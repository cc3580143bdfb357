//! Preview rendering
//!
//! Draws each preview element as a small text mock-up so a documentation
//! page can be read in a terminal.

use crate::models::preview::{AccordionMode, PreviewElement};
use crate::models::Preview;

/// Render every element of a preview, one block per element
pub fn format_preview(preview: &Preview) -> String {
    if preview.is_empty() {
        return "  (no preview)\n".to_string();
    }

    preview
        .elements
        .iter()
        .map(format_element)
        .collect::<Vec<_>>()
        .join("")
}

/// Render a single preview element
pub fn format_element(element: &PreviewElement) -> String {
    let mut output = String::new();

    match element {
        PreviewElement::Button(b) => {
            let mut flags = vec![b.variant.to_string(), b.size.to_string()];
            if b.disabled {
                flags.push("disabled".into());
            }
            if b.loading {
                flags.push("loading".into());
            }
            output.push_str(&format!("  [ {} ]  ({})\n", b.label, flags.join(", ")));
        }

        PreviewElement::Input(i) => {
            output.push_str(&format!("  {}\n", i.label));
            let content = i
                .value
                .as_deref()
                .or(i.placeholder.as_deref())
                .unwrap_or("");
            output.push_str(&format!("  [{:_<28}]\n", content));
            if let Some(error) = &i.error {
                output.push_str(&format!("  ! {}\n", error));
            } else if let Some(help) = &i.helper_text {
                output.push_str(&format!("  {}\n", help));
            }
        }

        PreviewElement::Select(s) => {
            output.push_str(&format!("  {}\n", s.label));
            let shown = s.placeholder.as_deref().unwrap_or("Select...");
            output.push_str(&format!("  [{:<26} v]\n", shown));
            for option in &s.options {
                output.push_str(&format!("     - {}\n", option.label));
            }
            if let Some(error) = &s.error {
                output.push_str(&format!("  ! {}\n", error));
            }
        }

        PreviewElement::Checkbox(c) => {
            let mark = if c.checked { "x" } else { " " };
            output.push_str(&format!("  [{}] {}\n", mark, c.label));
            if let Some(description) = &c.description {
                output.push_str(&format!("      {}\n", description));
            }
        }

        PreviewElement::RadioGroup(r) => {
            if let Some(label) = &r.label {
                output.push_str(&format!("  {}\n", label));
            }
            for option in &r.options {
                let mark = if r.selected.as_deref() == Some(option.value.as_str()) {
                    "*"
                } else {
                    " "
                };
                output.push_str(&format!("  ({}) {}\n", mark, option.label));
                if let Some(description) = &option.description {
                    output.push_str(&format!("      {}\n", description));
                }
            }
        }

        PreviewElement::TextArea(t) => {
            output.push_str(&format!("  {}\n", t.label));
            let first = t.placeholder.as_deref().unwrap_or("");
            for row in 0..t.rows.max(1) {
                let content = if row == 0 { first } else { "" };
                output.push_str(&format!("  |{:<30}|\n", content));
            }
            if let Some(max) = t.max_length.filter(|_| t.show_count) {
                output.push_str(&format!("  0/{}\n", max));
            }
            if let Some(error) = &t.error {
                output.push_str(&format!("  ! {}\n", error));
            }
        }

        PreviewElement::Alert(a) => {
            let title = a.title.as_deref().unwrap_or("");
            let close = if a.dismissible { "  [x]" } else { "" };
            output.push_str(&format!(
                "  {} {}{}\n",
                a.variant.to_string().to_uppercase(),
                title,
                close
            ));
            output.push_str(&format!("    {}\n", a.body));
        }

        PreviewElement::Card(c) => {
            output.push_str(&format!("  +- {}\n", c.title));
            if let Some(description) = &c.description {
                output.push_str(&format!("  |  {}\n", description));
            }
            if let Some(body) = &c.body {
                output.push_str(&format!("  |  {}\n", body));
            }
            for action in &c.actions {
                output.push_str(&format!("  |  [ {} ]\n", action));
            }
            output.push_str("  +-\n");
        }

        PreviewElement::Badge(b) => {
            output.push_str(&format!("  ({}) {}\n", b.label, b.variant));
        }

        PreviewElement::Table(t) => {
            output.push_str(&format!("  {}\n", t.headers.join(" | ")));
            for row in &t.rows {
                output.push_str(&format!("  {}\n", row.join(" | ")));
            }
        }

        PreviewElement::Breadcrumb(b) => {
            let trail: Vec<_> = b.items.iter().map(|c| c.label.as_str()).collect();
            output.push_str(&format!("  {}\n", trail.join(" / ")));
        }

        PreviewElement::Accordion(a) => {
            if a.mode == AccordionMode::Multiple {
                output.push_str("  (multiple sections may be open)\n");
            }
            for section in &a.sections {
                let marker = if section.open { "v" } else { ">" };
                output.push_str(&format!("  {} {}\n", marker, section.title));
                if section.open {
                    output.push_str(&format!("      {}\n", section.body));
                }
            }
        }
    }

    output
}

#[cfg(test)]
mod tests {
    use super::*;
    use crate::models::preview::{BadgePreview, BadgeVariant, ButtonPreview, CheckboxPreview};

    #[test]
    fn test_empty_preview() {
        assert!(format_preview(&Preview::default()).contains("no preview"));
    }

    #[test]
    fn test_button_flags() {
        let element = PreviewElement::Button(ButtonPreview {
            label: "Loading".into(),
            loading: true,
            ..Default::default()
        });
        let output = format_element(&element);
        assert!(output.contains("[ Loading ]"));
        assert!(output.contains("primary, md, loading"));
    }

    #[test]
    fn test_elements_render_in_order() {
        let preview = Preview::new(vec![
            PreviewElement::Checkbox(CheckboxPreview {
                label: "First".into(),
                ..Default::default()
            }),
            PreviewElement::Badge(BadgePreview {
                label: "Second".into(),
                variant: BadgeVariant::Success,
                ..Default::default()
            }),
        ]);

        let output = format_preview(&preview);
        let first = output.find("First").unwrap();
        let second = output.find("(Second) success").unwrap();
        assert!(first < second);
    }
}
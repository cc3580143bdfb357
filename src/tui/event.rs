//! Event handling for the TUI
//!
//! Terminal events are read on a background thread and delivered over a
//! channel, interleaved with periodic ticks.

use crossterm::event::{self, Event as CrosstermEvent, KeyEvent, KeyEventKind};
use std::sync::mpsc;
use std::thread;
use std::time::{Duration, Instant};

/// Terminal events
#[derive(Debug, Clone)]
pub enum Event {
    /// Key press event
    Key(KeyEvent),
    /// Terminal resize
    Resize(u16, u16),
    /// Tick event for periodic updates
    Tick,
}

/// Event handler for terminal events
pub struct EventHandler {
    receiver: mpsc::Receiver<Event>,
}

impl EventHandler {
    /// Create a new event handler with the specified tick rate
    ///
    /// The reader thread stops when the receiver is dropped or the terminal
    /// can no longer be read.
    pub fn new(tick_rate: Duration) -> Self {
        let (sender, receiver) = mpsc::channel();

        thread::spawn(move || {
            let mut last_tick = Instant::now();
            loop {
                let timeout = tick_rate
                    .checked_sub(last_tick.elapsed())
                    .unwrap_or(Duration::ZERO);

                let ready = match event::poll(timeout) {
                    Ok(ready) => ready,
                    Err(_) => return,
                };

                if ready {
                    let forwarded = match event::read() {
                        Ok(CrosstermEvent::Key(key)) if key.kind == KeyEventKind::Press => {
                            Some(Event::Key(key))
                        }
                        Ok(CrosstermEvent::Resize(width, height)) => {
                            Some(Event::Resize(width, height))
                        }
                        Ok(_) => None,
                        Err(_) => return,
                    };

                    if let Some(event) = forwarded {
                        if sender.send(event).is_err() {
                            return;
                        }
                    }
                }

                if last_tick.elapsed() >= tick_rate {
                    if sender.send(Event::Tick).is_err() {
                        return;
                    }
                    last_tick = Instant::now();
                }
            }
        });

        Self { receiver }
    }

    /// Get the next event (blocking)
    pub fn next(&self) -> Result<Event, mpsc::RecvError> {
        self.receiver.recv()
    }
}

impl Default for EventHandler {
    fn default() -> Self {
        Self::new(Duration::from_millis(250))
    }
}
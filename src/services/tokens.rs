//! Colour token service

use crate::models::{ColorFamily, Shade};
use crate::registry::Registry;

/// Service for looking up design tokens
pub struct TokenService<'a> {
    registry: &'a Registry,
}

/// A single resolved colour token
#[derive(Debug, Clone, PartialEq, Eq)]
pub struct ColorToken<'a> {
    pub family: &'a ColorFamily,
    pub shade: Shade,
    pub hex: &'a str,
}

impl ColorToken<'_> {
    /// CSS custom property name
    pub fn name(&self) -> String {
        self.family.token(self.shade)
    }
}

impl<'a> TokenService<'a> {
    pub fn new(registry: &'a Registry) -> Self {
        Self { registry }
    }

    pub fn list(&self) -> &'a [ColorFamily] {
        self.registry.colors()
    }

    /// Family by display name or token slug, ignoring case
    pub fn find_family(&self, name: &str) -> Option<&'a ColorFamily> {
        let name = name.trim();
        self.list()
            .iter()
            .find(|f| f.name.eq_ignore_ascii_case(name) || f.slug().eq_ignore_ascii_case(name))
    }

    /// A shade of a family; `None` for an unknown family or step
    pub fn shade(&self, family: &str, step: u16) -> Option<ColorToken<'a>> {
        let family = self.find_family(family)?;
        let shade = Shade::new(step)?;
        let hex = family.scale.get(shade)?;
        Some(ColorToken { family, shade, hex })
    }

    /// Every token whose value is the given hex colour
    pub fn find_hex(&self, hex: &str) -> Vec<ColorToken<'a>> {
        let wanted = hex.trim().trim_start_matches('#');

        self.list()
            .iter()
            .flat_map(|family| {
                family
                    .scale
                    .iter()
                    .filter(|(_, value)| value.trim_start_matches('#').eq_ignore_ascii_case(wanted))
                    .map(move |(shade, hex)| ColorToken { family, shade, hex })
            })
            .collect()
    }
}

#[cfg(test)]
mod tests {
    use super::*;

    fn service() -> TokenService<'static> {
        TokenService::new(Registry::builtin())
    }

    #[test]
    fn test_find_family_by_name_or_slug() {
        let service = service();
        assert_eq!(service.find_family("blue-ridge").map(|f| f.name.as_str()), Some("Blue Ridge"));
        assert_eq!(service.find_family("CARDINAL").map(|f| f.name.as_str()), Some("Cardinal"));
        assert!(service.find_family("mauve").is_none());
    }

    #[test]
    fn test_shade_lookup() {
        let token = service().shade("cardinal", 500).unwrap();
        assert_eq!(token.hex, "#c41e3a");
        assert_eq!(token.name(), "--cardinal-500");

        assert!(service().shade("cardinal", 550).is_none());
    }

    #[test]
    fn test_find_hex_reverse_lookup() {
        let tokens = service().find_hex("1B365D");
        assert_eq!(tokens.len(), 1);
        assert_eq!(tokens[0].name(), "--blue-ridge-900");

        assert!(service().find_hex("#000000").is_empty());
    }
}
//! Component catalogue view
//!
//! The filtered component list on the left and the selected component's
//! documentation page on the right.

use ratatui::{
    layout::Rect,
    style::{Color, Modifier, Style},
    text::{Line, Span},
    widgets::{Block, Borders, List, ListItem, ListState, Paragraph, Wrap},
    Frame,
};

use crate::display::format_component_page;
use crate::models::ComponentStatus;
use crate::services::ComponentCatalogue;
use crate::tui::app::App;
use crate::tui::layout::CatalogueLayout;

pub fn render(frame: &mut Frame, app: &mut App, area: Rect) {
    let layout = CatalogueLayout::new(area);
    render_list(frame, app, layout.list);
    render_detail(frame, app, layout.detail);
}

fn status_color(status: ComponentStatus) -> Color {
    match status {
        ComponentStatus::Stable => Color::Green,
        ComponentStatus::Beta => Color::Yellow,
        ComponentStatus::Planned => Color::DarkGray,
    }
}

fn render_list(frame: &mut Frame, app: &mut App, area: Rect) {
    let catalogue = ComponentCatalogue::new(app.registry);
    let components = app.visible_components();

    let items: Vec<ListItem> = components
        .iter()
        .map(|meta| {
            let marker = if catalogue.get_entry(&meta.slug).is_some() {
                "•"
            } else {
                " "
            };
            ListItem::new(Line::from(vec![
                Span::raw(format!("{} ", marker)),
                Span::styled(
                    format!("{:<18}", meta.name),
                    Style::default().fg(Color::White),
                ),
                Span::styled(
                    meta.status.to_string(),
                    Style::default().fg(status_color(meta.status)),
                ),
            ]))
        })
        .collect();

    let title = match app.category_filter {
        Some(category) => format!(" {} ", category),
        None => " Components ".to_string(),
    };

    let list = List::new(items)
        .block(
            Block::default()
                .title(title)
                .borders(Borders::ALL)
                .border_style(Style::default().fg(Color::Cyan)),
        )
        .highlight_style(
            Style::default()
                .bg(Color::DarkGray)
                .add_modifier(Modifier::BOLD),
        )
        .highlight_symbol("▶ ");

    let mut state = ListState::default();
    if !components.is_empty() {
        state.select(Some(app.selected_index));
    }

    frame.render_stateful_widget(list, area, &mut state);
}

fn render_detail(frame: &mut Frame, app: &mut App, area: Rect) {
    let block = Block::default()
        .borders(Borders::ALL)
        .border_style(Style::default().fg(Color::White));

    let text = match app.selected_component() {
        Some(meta) => {
            let catalogue = ComponentCatalogue::new(app.registry);
            catalogue
                .page(&meta.slug)
                .map(|page| format_component_page(&page, app.settings.show_guidance))
                .unwrap_or_default()
        }
        None => "No components in this category.".to_string(),
    };

    let paragraph = Paragraph::new(text)
        .block(block)
        .wrap(Wrap { trim: false })
        .scroll((app.detail_scroll, 0));

    frame.render_widget(paragraph, area);
}
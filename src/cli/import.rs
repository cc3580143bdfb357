//! CLI command for checking a catalogue export
//!
//! Reads a JSON or YAML export back in, validates it, and summarizes the
//! catalogue it describes.

use std::path::Path;

use crate::display::format_category_counts;
use crate::error::{DogwoodError, DogwoodResult};
use crate::export::{import_from_json, import_from_yaml};
use crate::registry::Registry;
use crate::services::ComponentCatalogue;

/// Load a registry from an export file; the extension picks the format
pub fn load_catalogue(path: &Path) -> DogwoodResult<Registry> {
    if !path.exists() {
        return Err(DogwoodError::Import(format!(
            "File not found: {}",
            path.display()
        )));
    }

    let content = std::fs::read_to_string(path)
        .map_err(|e| DogwoodError::Import(format!("Failed to read file: {}", e)))?;

    let is_yaml = path
        .extension()
        .and_then(|ext| ext.to_str())
        .map(|ext| matches!(ext.to_lowercase().as_str(), "yaml" | "yml"))
        .unwrap_or(false);

    let export = if is_yaml {
        import_from_yaml(&content)?
    } else {
        import_from_json(&content)?
    };

    export.into_registry()
}

/// Handle `dogwood import`
pub fn handle_import_command(file: &Path) -> DogwoodResult<()> {
    let registry = load_catalogue(file)?;
    let catalogue = ComponentCatalogue::new(&registry);

    println!("Catalogue in '{}' is valid", file.display());
    println!("{}", "=".repeat(40));
    println!("  Components:      {}", catalogue.list_all().len());
    println!("  Documented:      {}", catalogue.list_documented().len());
    println!("  Patterns:        {}", registry.patterns().len());
    println!("  Templates:       {}", registry.templates().len());
    println!("  Color families:  {}", registry.colors().len());
    println!();
    print!("{}", format_category_counts(&catalogue.category_counts()));

    Ok(())
}

#[cfg(test)]
mod tests {
    use super::*;
    use crate::export::{export_catalogue_json, export_catalogue_yaml};
    use tempfile::TempDir;

    #[test]
    fn test_load_json_and_yaml_exports() {
        let temp = TempDir::new().unwrap();

        let json_path = temp.path().join("catalogue.json");
        let mut json = Vec::new();
        export_catalogue_json(Registry::builtin(), &mut json, false).unwrap();
        std::fs::write(&json_path, json).unwrap();

        let yaml_path = temp.path().join("catalogue.YML");
        let mut yaml = Vec::new();
        export_catalogue_yaml(Registry::builtin(), &mut yaml).unwrap();
        std::fs::write(&yaml_path, yaml).unwrap();

        for path in [json_path, yaml_path] {
            let registry = load_catalogue(&path).unwrap();
            assert_eq!(registry.components(), Registry::builtin().components());
            assert!(registry.entry("button").is_some());
        }
    }

    #[test]
    fn test_missing_file_is_import_error() {
        let temp = TempDir::new().unwrap();
        let err = load_catalogue(&temp.path().join("absent.json")).unwrap_err();
        assert!(matches!(err, DogwoodError::Import(_)));
    }

    #[test]
    fn test_invalid_content_is_rejected() {
        let temp = TempDir::new().unwrap();
        let path = temp.path().join("broken.json");
        std::fs::write(&path, "{\"schema_version\": \"1.0.0\"}").unwrap();

        let err = load_catalogue(&path).unwrap_err();
        assert!(matches!(err, DogwoodError::Import(_)));
    }
}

_BRIEF_.
Filter the data, keeping only the lines that contain "Span".

_RESULT FOR THIS TASK_.
    text::{Line, Span},
                Span::raw(format!("{} ", marker)),
                Span::styled(
                Span::styled(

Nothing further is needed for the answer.